● **The task**: Every line below that mentions the word "into" should be copied out.

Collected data
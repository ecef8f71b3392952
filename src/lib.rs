//! # PanelKit
//!
//! A parametric panel-joinery and 2D sheet-nesting engine for laser cutting:
//! finger-joint boxes with hinged lids, kerf-compensated inlay fits, seeded
//! jigsaw-style piece grids, greedy sheet nesting, and SVG layout export.
//!
//! ## Architecture
//!
//! PanelKit is organized as a workspace with multiple crates:
//!
//! 1. **panelkit-core** - geometry kernel, error taxonomy, parameter clamping
//! 2. **panelkit-path** - boolean path engine abstraction, path-string codec,
//!    SVG layout exporter
//! 3. **panelkit-joinery** - finger/hinge edge generators, panel composer,
//!    inlay/pocket kerf calculator, seeded piece grids, template shapes
//! 4. **panelkit-nest** - greedy sheet nesting with spacing and keep-outs
//! 5. **panelkit** - facade crate and demo binary
//!
//! All generators are deterministic pure functions. Out-of-range input is
//! clamped and reported as warnings on the result; hard errors are reserved
//! for boolean path engine failures.

pub use panelkit_core as core;
pub use panelkit_joinery as joinery;
pub use panelkit_nest as nest;
pub use panelkit_path as path;

pub use panelkit_core::{
    clamp_count, clamp_param, polygons_intersect, BBox, Circle, EngineError, EngineResult,
    PathOpError, PathOpResult, Point, Polygon,
};

pub use panelkit_path::{
    from_path_string, to_path_string, ContourEngine, PathBooleanEngine, StrokeCap, StrokeJoin,
    SvgExporter, SvgLabel, SvgLayer,
};

pub use panelkit_joinery::{
    compose_panel, finger_count, finger_edge, generate_box, generate_pieces, hinge_edge,
    inlay_and_pocket, realize_shape, BoxLayout, BoxParams, CountMode, EdgeSide, EdgeSpec,
    FitClass, HingePattern, HingeRole, HingeSpec, InlayFit, JointParams, Panel, PanelLabel,
    PanelRole, PieceGrid, PieceGridParams, SeedRng, ShapeKind, ShapeOutline, ShapeSpec,
    ShapeStyle,
};

pub use panelkit_nest::{
    nest_with_cancel, NestResult, Part, PlacedPart, SheetSpec, Unplaced, UnplacedReason,
};

/// Application version from Cargo.toml.
pub const VERSION: &str = env!("CARGO_PKG_VERSION");

/// Build date set by build.rs.
pub const BUILD_DATE: &str = env!("BUILD_DATE");

/// Initialize the tracing subscriber for logging.
pub fn init_logging() -> anyhow::Result<()> {
    use tracing_subscriber::fmt;
    use tracing_subscriber::prelude::*;
    use tracing_subscriber::EnvFilter;

    let env_filter = EnvFilter::from_default_env().add_directive(tracing::Level::INFO.into());

    let fmt_layer = fmt::layer()
        .with_writer(std::io::stdout)
        .with_target(true)
        .with_level(true);

    tracing_subscriber::registry()
        .with(env_filter)
        .with(fmt_layer)
        .init();

    Ok(())
}
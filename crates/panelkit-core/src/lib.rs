//! # PanelKit Core
//!
//! Core geometry kernel and shared types for PanelKit.
//!
//! ## Components
//!
//! - **Geometry**: Points, polygons, bounding boxes, signed area, containment
//!   and intersection tests, Douglas-Peucker simplification
//! - **Errors**: Structured error types shared by all generator crates
//! - **Validation**: Clamp-and-note parameter ingestion
//!
//! All geometry values use millimeters and `f64` throughout. Every operation
//! is a pure function over immutable values; degenerate input (polygons with
//! fewer than 3 points) produces zero-area or empty results rather than
//! panicking.

pub mod error;
pub mod geometry;
pub mod validate;

pub use error::{EngineError, EngineResult, PathOpError, PathOpResult};
pub use geometry::{
    polygons_intersect, rotate_point, segments_intersect, simplify_polyline, BBox, Circle, Point,
    Polygon,
};
pub use validate::{clamp_count, clamp_param};
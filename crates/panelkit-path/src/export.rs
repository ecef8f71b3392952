//! SVG layout export.
//!
//! Serializes generated geometry into a single SVG document sized in
//! millimeters. Outline path data is restricted to move/line/close commands;
//! pin holes and cutouts are emitted as circle elements, labels as text on
//! the engrave layer.

use panelkit_core::{BBox, Circle, EngineError, EngineResult, Polygon};
use serde::{Deserialize, Serialize};
use tracing::info;

use crate::pathdata::to_path_string;

/// A text label placed on the engrave layer.
#[derive(Debug, Clone, Serialize, Deserialize)]
pub struct SvgLabel {
    pub text: String,
    pub x: f64,
    pub y: f64,
    pub size_mm: f64,
}

/// One named export layer (typically `cut` or `engrave`).
#[derive(Debug, Clone, Default, Serialize, Deserialize)]
pub struct SvgLayer {
    pub name: String,
    pub stroke: String,
    pub polygons: Vec<Polygon>,
    pub circles: Vec<Circle>,
    pub labels: Vec<SvgLabel>,
}

impl SvgLayer {
    pub fn new(name: &str, stroke: &str) -> Self {
        Self {
            name: name.to_string(),
            stroke: stroke.to_string(),
            ..Default::default()
        }
    }

    fn is_empty(&self) -> bool {
        self.polygons.is_empty() && self.circles.is_empty() && self.labels.is_empty()
    }
}

/// Serializes layers of polygons, circles, and labels into an SVG document.
#[derive(Debug, Clone)]
pub struct SvgExporter {
    /// Stroke width for cut lines, in millimeters.
    pub stroke_width: f64,
    /// Whitespace margin added around the content bounds.
    pub margin: f64,
}

impl Default for SvgExporter {
    fn default() -> Self {
        Self {
            stroke_width: 0.1,
            margin: 5.0,
        }
    }
}

impl SvgExporter {
    pub fn new() -> Self {
        Self::default()
    }

    /// Renders the layers into one SVG document string. Fails if no layer
    /// contains any geometry at all.
    pub fn render(&self, layers: &[SvgLayer]) -> EngineResult<String> {
        let bounds = self
            .content_bounds(layers)
            .ok_or_else(|| EngineError::ExportFailed("no geometry in any layer".to_string()))?;
        let bounds = bounds.padded(self.margin);

        let width = bounds.width();
        let height = bounds.height();
        let mut svg = String::new();
        svg.push_str(&format!(
            "<svg xmlns=\"http://www.w3.org/2000/svg\" width=\"{:.2}mm\" height=\"{:.2}mm\" viewBox=\"{:.2} {:.2} {:.2} {:.2}\">\n",
            width, height, bounds.min_x, bounds.min_y, width, height
        ));

        for layer in layers {
            if layer.is_empty() {
                continue;
            }
            svg.push_str(&format!(
                "  <g id=\"{}\" fill=\"none\" stroke=\"{}\" stroke-width=\"{:.2}\">\n",
                layer.name, layer.stroke, self.stroke_width
            ));
            for polygon in &layer.polygons {
                let d = to_path_string(polygon);
                if d.is_empty() {
                    continue;
                }
                svg.push_str(&format!("    <path d=\"{}\"/>\n", d));
            }
            for circle in &layer.circles {
                svg.push_str(&format!(
                    "    <circle cx=\"{:.3}\" cy=\"{:.3}\" r=\"{:.3}\"/>\n",
                    circle.cx, circle.cy, circle.r
                ));
            }
            for label in &layer.labels {
                svg.push_str(&format!(
                    "    <text x=\"{:.3}\" y=\"{:.3}\" font-size=\"{:.2}\" fill=\"{}\" stroke=\"none\">{}</text>\n",
                    label.x,
                    label.y,
                    label.size_mm,
                    layer.stroke,
                    escape_text(&label.text)
                ));
            }
            svg.push_str("  </g>\n");
        }

        svg.push_str("</svg>\n");
        info!(
            layers = layers.len(),
            width_mm = width,
            height_mm = height,
            "rendered SVG layout"
        );
        Ok(svg)
    }

    fn content_bounds(&self, layers: &[SvgLayer]) -> Option<BBox> {
        let mut bounds: Option<BBox> = None;
        let mut merge = |bb: BBox| {
            bounds = Some(match bounds {
                None => bb,
                Some(acc) => BBox::new(
                    acc.min_x.min(bb.min_x),
                    acc.min_y.min(bb.min_y),
                    acc.max_x.max(bb.max_x),
                    acc.max_y.max(bb.max_y),
                ),
            });
        };

        for layer in layers {
            for polygon in &layer.polygons {
                if !polygon.is_degenerate() {
                    merge(polygon.bbox());
                }
            }
            for c in &layer.circles {
                merge(BBox::new(c.cx - c.r, c.cy - c.r, c.cx + c.r, c.cy + c.r));
            }
            for label in &layer.labels {
                merge(BBox::new(label.x, label.y, label.x, label.y));
            }
        }
        bounds
    }
}

fn escape_text(text: &str) -> String {
    text.replace('&', "&amp;")
        .replace('<', "&lt;")
        .replace('>', "&gt;")
}

#[cfg(test)]
mod tests {
    use super::*;
    use panelkit_core::Point;

    fn cut_layer() -> SvgLayer {
        let mut layer = SvgLayer::new("cut", "#000000");
        layer.polygons.push(Polygon::rect(0.0, 0.0, 100.0, 50.0));
        layer.circles.push(Circle::new(10.0, 10.0, 2.0));
        layer
    }

    #[test]
    fn test_render_document_shape() {
        let svg = SvgExporter::new().render(&[cut_layer()]).unwrap();
        assert!(svg.starts_with("<svg"));
        assert!(svg.ends_with("</svg>\n"));
        assert!(svg.contains("width=\"110.00mm\""));
        assert!(svg.contains("height=\"60.00mm\""));
        assert!(svg.contains("<g id=\"cut\""));
        assert!(svg.contains("<circle"));
    }

    #[test]
    fn test_render_has_no_curve_commands() {
        let svg = SvgExporter::new().render(&[cut_layer()]).unwrap();
        for d in svg.split("d=\"").skip(1) {
            let data = d.split('"').next().unwrap();
            assert!(data
                .chars()
                .all(|c| !c.is_ascii_alphabetic() || "MLZ".contains(c)));
        }
    }

    #[test]
    fn test_render_empty_fails() {
        let err = SvgExporter::new().render(&[]).unwrap_err();
        assert!(matches!(err, EngineError::ExportFailed(_)));
    }

    #[test]
    fn test_labels_on_engrave_layer() {
        let mut engrave = SvgLayer::new("engrave", "#0000ff");
        engrave.labels.push(SvgLabel {
            text: "front <1>".to_string(),
            x: 5.0,
            y: 5.0,
            size_mm: 4.0,
        });
        engrave
            .polygons
            .push(Polygon::new(vec![Point::new(0.0, 0.0); 3]));
        let svg = SvgExporter::new().render(&[engrave]).unwrap();
        assert!(svg.contains("front &lt;1&gt;"));
    }
}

● **Answer to the exercise**:
    let env_filter = EnvFilter::from_default_env().add_directive(tracing::Level::INFO.into());
//! Serializes generated geometry into a single SVG document sized in
/// Serializes layers of polygons, circles, and labels into an SVG document.
    /// Renders the layers into one SVG document string. Fails if no layer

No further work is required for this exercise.